Saved entries

*****

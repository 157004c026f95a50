//! CLI command definitions

use clap::{Parser, Subcommand};
use mqttmtd::storage::StorageMode;
use std::net::SocketAddr;
use std::path::PathBuf;

#[derive(Parser)]
#[command(name = "mqttmtd")]
#[command(about = "Moving-target-defense token server and MQTT proxy", long_about = None)]
#[command(version)]
pub struct Cli {
    #[command(subcommand)]
    pub command: Commands,

    /// Log level, used when RUST_LOG is not set
    #[arg(long, env = "MQTTMTD_LOG_LEVEL", default_value = "info", global = true)]
    pub log_level: String,
}

#[derive(Subcommand)]
pub enum Commands {
    /// Run the token issuer and verifier
    Authserver {
        /// Address of the mTLS issuer listener
        #[arg(long, env = "MQTTMTD_ISSUER_ADDR", default_value = "0.0.0.0:18883")]
        issuer_addr: SocketAddr,

        /// Address of the local verifier listener
        #[arg(long, env = "MQTTMTD_VERIFIER_ADDR", default_value = "127.0.0.1:18884")]
        verifier_addr: SocketAddr,

        /// CA certificate used to verify clients (PEM)
        #[arg(long, env = "MQTTMTD_CA_CERT")]
        ca: PathBuf,

        /// Server certificate (PEM)
        #[arg(long, env = "MQTTMTD_SERVER_CERT")]
        cert: PathBuf,

        /// Server private key (PEM)
        #[arg(long, env = "MQTTMTD_SERVER_KEY")]
        key: PathBuf,

        /// Access-control list (YAML)
        #[arg(long, env = "MQTTMTD_ACL")]
        acl: PathBuf,

        /// Where token secrets are kept between verifications
        #[arg(long, env = "MQTTMTD_STORAGE", value_enum, default_value = "memory")]
        storage: StorageMode,

        /// Directory for file-backed secrets
        #[arg(long, env = "MQTTMTD_TOKENS_DIR", default_value = "./tokens")]
        tokens_dir: PathBuf,

        /// Socket timeout for client-facing connections, in milliseconds (0 = none)
        #[arg(long, env = "MQTTMTD_EXTERNAL_TIMEOUT_MS", default_value_t = 5000)]
        external_timeout_ms: u64,

        /// Socket timeout for proxy-facing connections, in milliseconds (0 = none)
        #[arg(long, env = "MQTTMTD_LOCAL_TIMEOUT_MS", default_value_t = 1000)]
        local_timeout_ms: u64,

        /// Seconds between expiry sweeps
        #[arg(long, env = "MQTTMTD_SWEEP_SECS", default_value_t = 60)]
        sweep_secs: u64,

        /// Seconds a grant stays valid after issuance
        #[arg(long, env = "MQTTMTD_HORIZON_SECS", default_value_t = 604_800)]
        horizon_secs: u64,
    },

    /// Run the MQTT proxy in front of a broker
    Proxy {
        /// Address to accept MQTT clients on
        #[arg(short, long, env = "MQTTMTD_PROXY_ADDR", default_value = "0.0.0.0:1883")]
        bind: SocketAddr,

        /// Broker to relay to
        #[arg(long, env = "MQTTMTD_BROKER_ADDR", default_value = "127.0.0.1:11883")]
        broker: SocketAddr,

        /// Verifier listener of the auth server
        #[arg(long, env = "MQTTMTD_VERIFIER_ADDR", default_value = "127.0.0.1:18884")]
        verifier: SocketAddr,

        /// Socket timeout for client and broker connections, in milliseconds (0 = none)
        #[arg(long, env = "MQTTMTD_EXTERNAL_TIMEOUT_MS", default_value_t = 5000)]
        timeout_ms: u64,

        /// Socket timeout for verifier exchanges, in milliseconds (0 = none)
        #[arg(long, env = "MQTTMTD_LOCAL_TIMEOUT_MS", default_value_t = 1000)]
        verifier_timeout_ms: u64,

        /// Seconds either side of a session may stay silent before it is closed
        #[arg(
            long,
            env = "MQTTMTD_IDLE_TIMEOUT_SECS",
            default_value_t = 90,
            value_parser = clap::value_parser!(u64).range(1..)
        )]
        idle_timeout_secs: u64,

        /// Largest frame body accepted, in bytes
        #[arg(long, env = "MQTTMTD_MAX_FRAME", default_value_t = 65536)]
        max_frame: usize,
    },

    /// Load an ACL file and print its entries
    Acl {
        /// ACL file (YAML)
        path: PathBuf,
    },
}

*****

EXERCISE DETAILS
All of the entries should be output exactly as they appear above.

WRITTEN RESPONSE
repository 157004c026f95a50
//! CLI command definitions

use clap::{Parser, Subcommand};
use mqttmtd::storage::StorageMode;
use std::net::SocketAddr;
use std::path::PathBuf;

#[derive(Parser)]
#[command(name = "mqttmtd")]
#[command(about = "Moving-target-defense token server and MQTT proxy", long_about = None)]
#[command(version)]
pub struct Cli {
    #[command(subcommand)]
    pub command: Commands,

    /// Log level, used when RUST_LOG is not set
    #[arg(long, env = "MQTTMTD_LOG_LEVEL", default_value = "info", global = true)]
    pub log_level: String,
}

#[derive(Subcommand)]
pub enum Commands {
    /// Run the token issuer and verifier
    Authserver {
        /// Address of the mTLS issuer listener
        #[arg(long, env = "MQTTMTD_ISSUER_ADDR", default_value = "0.0.0.0:18883")]
        issuer_addr: SocketAddr,

        /// Address of the local verifier listener
        #[arg(long, env = "MQTTMTD_VERIFIER_ADDR", default_value = "127.0.0.1:18884")]
        verifier_addr: SocketAddr,

        /// CA certificate used to verify clients (PEM)
        #[arg(long, env = "MQTTMTD_CA_CERT")]
        ca: PathBuf,

        /// Server certificate (PEM)
        #[arg(long, env = "MQTTMTD_SERVER_CERT")]
        cert: PathBuf,

        /// Server private key (PEM)
        #[arg(long, env = "MQTTMTD_SERVER_KEY")]
        key: PathBuf,

        /// Access-control list (YAML)
        #[arg(long, env = "MQTTMTD_ACL")]
        acl: PathBuf,

        /// Where token secrets are kept between verifications
        #[arg(long, env = "MQTTMTD_STORAGE", value_enum, default_value = "memory")]
        storage: StorageMode,

        /// Directory for file-backed secrets
        #[arg(long, env = "MQTTMTD_TOKENS_DIR", default_value = "./tokens")]
        tokens_dir: PathBuf,

        /// Socket timeout for client-facing connections, in milliseconds (0 = none)
        #[arg(long, env = "MQTTMTD_EXTERNAL_TIMEOUT_MS", default_value_t = 5000)]
        external_timeout_ms: u64,

        /// Socket timeout for proxy-facing connections, in milliseconds (0 = none)
        #[arg(long, env = "MQTTMTD_LOCAL_TIMEOUT_MS", default_value_t = 1000)]
        local_timeout_ms: u64,

        /// Seconds between expiry sweeps
        #[arg(long, env = "MQTTMTD_SWEEP_SECS", default_value_t = 60)]
        sweep_secs: u64,

        /// Seconds a grant stays valid after issuance
        #[arg(long, env = "MQTTMTD_HORIZON_SECS", default_value_t = 604_800)]
        horizon_secs: u64,
    },

    /// Run the MQTT proxy in front of a broker
    Proxy {
        /// Address to accept MQTT clients on
        #[arg(short, long, env = "MQTTMTD_PROXY_ADDR", default_value = "0.0.0.0:1883")]
        bind: SocketAddr,

        /// Broker to relay to
        #[arg(long, env = "MQTTMTD_BROKER_ADDR", default_value = "127.0.0.1:11883")]
        broker: SocketAddr,

        /// Verifier listener of the auth server
        #[arg(long, env = "MQTTMTD_VERIFIER_ADDR", default_value = "127.0.0.1:18884")]
        verifier: SocketAddr,

        /// Socket timeout for client and broker connections, in milliseconds (0 = none)
        #[arg(long, env = "MQTTMTD_EXTERNAL_TIMEOUT_MS", default_value_t = 5000)]
        timeout_ms: u64,

        /// Socket timeout for verifier exchanges, in milliseconds (0 = none)
        #[arg(long, env = "MQTTMTD_LOCAL_TIMEOUT_MS", default_value_t = 1000)]
        verifier_timeout_ms: u64,

        /// Seconds either side of a session may stay silent before it is closed
        #[arg(
            long,
            env = "MQTTMTD_IDLE_TIMEOUT_SECS",
            default_value_t = 90,
            value_parser = clap::value_parser!(u64).range(1..)
        )]
        idle_timeout_secs: u64,

        /// Largest frame body accepted, in bytes
        #[arg(long, env = "MQTTMTD_MAX_FRAME", default_value_t = 65536)]
        max_frame: usize,
    },

    /// Load an ACL file and print its entries
    Acl {
        /// ACL file (YAML)
        path: PathBuf,
    },
}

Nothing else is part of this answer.